= Exercise prompt =
All of the data that appears below is to be given again precisely as written.

= Task inputs =

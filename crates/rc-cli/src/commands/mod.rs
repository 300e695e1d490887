//! CLI command implementations

mod config;
mod setup;

pub use config::{config_init, config_path, config_show, load_effective_config, resolve_config_path};
pub use setup::{build_request, read_public_key, setup_command, SetupArgs};
//! `remocolab sshd` and `remocolab vnc`

use std::io::IsTerminal;
use std::path::Path;

use anyhow::{Context, Result};
use clap::Args;

use rc_core::exec::SystemRunner;
use rc_core::http::ReqwestClient;
use rc_core::traits::{LogProgress, ProgressReporter};
use rc_core::{ProvisionSession, TunnelKind};

use crate::commands::load_effective_config;
use crate::orchestrator::{setup_sshd, setup_vnc, Environment, MountRequest, SetupRequest};
use crate::output::{print_success, print_warning, TerminalProgress};
use crate::prompt::StdinPrompter;

/// Options shared by `sshd` and `vnc`
#[derive(Args, Debug, Clone, Default)]
pub struct SetupArgs {
    /// Tunnel exposing sshd: ngrok or argo (overrides config)
    #[arg(long, value_name = "KIND")]
    pub tunnel: Option<TunnelKind>,

    /// ngrok region: us, eu, ap, au, sa, jp or in (asked for when missing)
    #[arg(long)]
    pub region: Option<String>,

    /// ngrok authtoken (asked for when missing)
    #[arg(long, env = "NGROK_AUTHTOKEN", hide_env_values = true)]
    pub ngrok_token: Option<String>,

    /// Mount point name in the user's home for a directory of the mounted drive
    #[arg(long, value_name = "NAME")]
    pub mount_to: Option<String>,

    /// Directory on the mounted drive to expose (default: the whole drive)
    #[arg(long, value_name = "SUBDIR", requires = "mount_to")]
    pub mount_from: Option<String>,

    /// Only allow this public key to log in; no passwords are set
    #[arg(long, value_name = "KEY|@FILE")]
    pub public_key: Option<String>,
}

/// The key itself, or the contents of the file named after `@`
pub fn read_public_key(arg: &str) -> Result<String> {
    match arg.strip_prefix('@') {
        Some(file) => std::fs::read_to_string(file)
            .with_context(|| format!("Failed to read public key file: {}", file)),
        None => Ok(arg.to_string()),
    }
}

/// Turn command-line options into a setup request
pub fn build_request(args: &SetupArgs, check_gpu: bool) -> Result<SetupRequest> {
    let public_key = args
        .public_key
        .as_deref()
        .map(read_public_key)
        .transpose()?;

    let mount = args.mount_to.as_ref().map(|target| MountRequest {
        target_name: target.clone(),
        source_subdir: args.mount_from.clone().unwrap_or_default(),
    });

    Ok(SetupRequest {
        tunnel: args.tunnel,
        check_gpu,
        mount,
        public_key,
        ngrok_authtoken: args.ngrok_token.clone(),
        ngrok_region: args.region.clone(),
    })
}

/// Run the setup against this machine.
///
/// Returns `false` when a pre-flight check declined the run.
pub async fn setup_command(
    config_path: Option<&Path>,
    args: &SetupArgs,
    check_gpu: bool,
    with_desktop: bool,
    quiet: bool,
) -> Result<bool> {
    let config = load_effective_config(config_path)?;
    let request = build_request(args, check_gpu)?;

    let runner = SystemRunner::new();
    let http = ReqwestClient::new().context("Failed to create HTTP client")?;
    // Redrawing a line only makes sense on a terminal
    let progress: Box<dyn ProgressReporter> = if quiet || !std::io::stderr().is_terminal() {
        Box::new(LogProgress)
    } else {
        Box::new(TerminalProgress)
    };
    let layout = config.layout();
    let prompter = StdinPrompter;

    let env = Environment {
        session: ProvisionSession::new(&runner, &http, progress.as_ref(), &layout, &config.work_dir),
        prompter: &prompter,
        config: &config,
    };

    let outcome = if with_desktop {
        setup_vnc(&env, &request).await
    } else {
        setup_sshd(&env, &request).await
    }?;

    if outcome.success {
        print_success("Setup complete");
        println!("{}", outcome.message);
    } else {
        print_warning(&outcome.message);
    }
    Ok(outcome.success)
}

#[cfg(test)]
mod tests {
    use super::*;

    #[test]
    fn test_read_public_key_from_file() {
        let dir = tempfile::tempdir().unwrap();
        let path = dir.path().join("id_ed25519.pub");
        std::fs::write(&path, "ssh-ed25519 AAAA me@laptop\n").unwrap();

        let key = read_public_key(&format!("@{}", path.display())).unwrap();

        assert_eq!(key, "ssh-ed25519 AAAA me@laptop\n");
        assert_eq!(read_public_key("ssh-rsa BBBB").unwrap(), "ssh-rsa BBBB");
        assert!(read_public_key("@/nonexistent/key.pub").is_err());
    }

    #[test]
    fn test_build_request_mounts_whole_drive_by_default() {
        let args = SetupArgs {
            mount_to: Some("drive".to_string()),
            tunnel: Some(TunnelKind::Argo),
            ..SetupArgs::default()
        };

        let request = build_request(&args, true).unwrap();

        assert!(request.check_gpu);
        assert_eq!(request.tunnel, Some(TunnelKind::Argo));
        assert_eq!(
            request.mount,
            Some(MountRequest {
                target_name: "drive".to_string(),
                source_subdir: String::new(),
            })
        );
    }
}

= Reply to the task =
filename crates/rc-cli/src/commands/mod.rs
repository 300e695e1d490887
//! CLI command implementations

mod config;
mod setup;

pub use config::{config_init, config_path, config_show, load_effective_config, resolve_config_path};
pub use setup::{build_request, read_public_key, setup_command, SetupArgs};
//! `remocolab sshd` and `remocolab vnc`

use std::io::IsTerminal;
use std::path::Path;

use anyhow::{Context, Result};
use clap::Args;

use rc_core::exec::SystemRunner;
use rc_core::http::ReqwestClient;
use rc_core::traits::{LogProgress, ProgressReporter};
use rc_core::{ProvisionSession, TunnelKind};

use crate::commands::load_effective_config;
use crate::orchestrator::{setup_sshd, setup_vnc, Environment, MountRequest, SetupRequest};
use crate::output::{print_success, print_warning, TerminalProgress};
use crate::prompt::StdinPrompter;

/// Options shared by `sshd` and `vnc`
#[derive(Args, Debug, Clone, Default)]
pub struct SetupArgs {
    /// Tunnel exposing sshd: ngrok or argo (overrides config)
    #[arg(long, value_name = "KIND")]
    pub tunnel: Option<TunnelKind>,

    /// ngrok region: us, eu, ap, au, sa, jp or in (asked for when missing)
    #[arg(long)]
    pub region: Option<String>,

    /// ngrok authtoken (asked for when missing)
    #[arg(long, env = "NGROK_AUTHTOKEN", hide_env_values = true)]
    pub ngrok_token: Option<String>,

    /// Mount point name in the user's home for a directory of the mounted drive
    #[arg(long, value_name = "NAME")]
    pub mount_to: Option<String>,

    /// Directory on the mounted drive to expose (default: the whole drive)
    #[arg(long, value_name = "SUBDIR", requires = "mount_to")]
    pub mount_from: Option<String>,

    /// Only allow this public key to log in; no passwords are set
    #[arg(long, value_name = "KEY|@FILE")]
    pub public_key: Option<String>,
}

/// The key itself, or the contents of the file named after `@`
pub fn read_public_key(arg: &str) -> Result<String> {
    match arg.strip_prefix('@') {
        Some(file) => std::fs::read_to_string(file)
            .with_context(|| format!("Failed to read public key file: {}", file)),
        None => Ok(arg.to_string()),
    }
}

/// Turn command-line options into a setup request
pub fn build_request(args: &SetupArgs, check_gpu: bool) -> Result<SetupRequest> {
    let public_key = args
        .public_key
        .as_deref()
        .map(read_public_key)
        .transpose()?;

    let mount = args.mount_to.as_ref().map(|target| MountRequest {
        target_name: target.clone(),
        source_subdir: args.mount_from.clone().unwrap_or_default(),
    });

    Ok(SetupRequest {
        tunnel: args.tunnel,
        check_gpu,
        mount,
        public_key,
        ngrok_authtoken: args.ngrok_token.clone(),
        ngrok_region: args.region.clone(),
    })
}

/// Run the setup against this machine.
///
/// Returns `false` when a pre-flight check declined the run.
pub async fn setup_command(
    config_path: Option<&Path>,
    args: &SetupArgs,
    check_gpu: bool,
    with_desktop: bool,
    quiet: bool,
) -> Result<bool> {
    let config = load_effective_config(config_path)?;
    let request = build_request(args, check_gpu)?;

    let runner = SystemRunner::new();
    let http = ReqwestClient::new().context("Failed to create HTTP client")?;
    // Redrawing a line only makes sense on a terminal
    let progress: Box<dyn ProgressReporter> = if quiet || !std::io::stderr().is_terminal() {
        Box::new(LogProgress)
    } else {
        Box::new(TerminalProgress)
    };
    let layout = config.layout();
    let prompter = StdinPrompter;

    let env = Environment {
        session: ProvisionSession::new(&runner, &http, progress.as_ref(), &layout, &config.work_dir),
        prompter: &prompter,
        config: &config,
    };

    let outcome = if with_desktop {
        setup_vnc(&env, &request).await
    } else {
        setup_sshd(&env, &request).await
    }?;

    if outcome.success {
        print_success("Setup complete");
        println!("{}", outcome.message);
    } else {
        print_warning(&outcome.message);
    }
    Ok(outcome.success)
}

#[cfg(test)]
mod tests {
    use super::*;

    #[test]
    fn test_read_public_key_from_file() {
        let dir = tempfile::tempdir().unwrap();
        let path = dir.path().join("id_ed25519.pub");
        std::fs::write(&path, "ssh-ed25519 AAAA me@laptop\n").unwrap();

        let key = read_public_key(&format!("@{}", path.display())).unwrap();

        assert_eq!(key, "ssh-ed25519 AAAA me@laptop\n");
        assert_eq!(read_public_key("ssh-rsa BBBB").unwrap(), "ssh-rsa BBBB");
        assert!(read_public_key("@/nonexistent/key.pub").is_err());
    }

    #[test]
    fn test_build_request_mounts_whole_drive_by_default() {
        let args = SetupArgs {
            mount_to: Some("drive".to_string()),
            tunnel: Some(TunnelKind::Argo),
            ..SetupArgs::default()
        };

        let request = build_request(&args, true).unwrap();

        assert!(request.check_gpu);
        assert_eq!(request.tunnel, Some(TunnelKind::Argo));
        assert_eq!(
            request.mount,
            Some(MountRequest {
                target_name: "drive".to_string(),
                source_subdir: String::new(),
            })
        );
    }
}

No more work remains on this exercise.